Background: Varicella can be a severe illness in human immunodeficiency virus (HIV)-infected children. The licensed, live attenuated varicella vaccine is safe and immunogenic in HIV-infected children with minimal symptoms and good preservation of CD4(+) T cells (Centers for Disease Control and Prevention immunologic category 1).
Methods: To study the safety and immunogenicity of this vaccine in varicella-zoster virus (VZV)-naive, HIV-infected children with moderate symptoms and/or more pronounced past or current decreases in CD4(+) T cell counts, such children (age, 1-8 years) received 2 doses of vaccine 3 months apart. The children were observed in a structured fashion for adverse events. Blood was tested for VZV antibody and VZV-specific cell-mediated immunity (CMI) at baseline, 8 weeks after each dose, and annually for 3 years. Subjects who had no evidence of immunity 1 year after vaccination received a third dose and were retested.
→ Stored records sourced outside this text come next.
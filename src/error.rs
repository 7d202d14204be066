//! Error type shared by every stage of the mapping.

use thiserror::Error;

/// Errors raised while building ramps, reading tables or mapping values.
///
/// None of them is recoverable: a run either maps every position or
/// stops before touching the host.
#[derive(Error, Debug)]
pub enum Error {
    /// Unknown palette or mode, invalid bounds, bad parameter.
    #[error("configuration error: {0}")]
    Configuration(String),

    /// The table as a whole is unusable (missing column, no rows).
    #[error("input format error: {0}")]
    InputFormat(String),

    /// A single row of the table could not be read.
    #[error("input format error at line {line}: {message}")]
    MalformedRow {
        /// Line number in the input file (1-based).
        line: u64,
        /// What is wrong with the row.
        message: String,
    },

    /// A transform is undefined for some value (e.g. log of 0).
    #[error("domain error: {0}")]
    Domain(String),

    #[error("I/O error: {0}")]
    Io(#[from] std::io::Error),

    #[error("CSV error: {0}")]
    Csv(#[from] csv::Error),

    #[error("TOML error: {0}")]
    Toml(#[from] toml::de::Error),
}

impl Error {
    pub(crate) fn config(msg: impl Into<String>) -> Self {
        Error::Configuration(msg.into())
    }

    /// Whether the error comes from the content of the input table.
    pub fn is_input_format(&self) -> bool {
        matches!(self, Error::InputFormat(_) | Error::MalformedRow { .. })
    }
}

pub type Result<T> = std::result::Result<T, Error>;

#[cfg(test)]
mod tests {
    use super::*;

    #[test]
    fn row_errors_name_the_line() {
        let e = Error::MalformedRow { line: 7, message: "bad value".into() };
        assert_eq!(e.to_string(), "input format error at line 7: bad value");
        assert!(e.is_input_format());
        assert!(!Error::config("x").is_input_format());
    }
}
Results: The vaccine was well tolerated; there were no vaccine-related, serious adverse events. Regardless of immunologic category, at least 79% of HIV-infected vaccine recipients developed VZV-specific antibody and/or CMI 2 months after 2 doses of vaccine, and 83% were responders 1 year after vaccination.
Conclusions: HIV-infected children with a CD4(+) T cell percentage of > or =15% and a CD4(+) T cell count of > or =200 cells/ microL are likely to benefit from receiving varicella vaccine.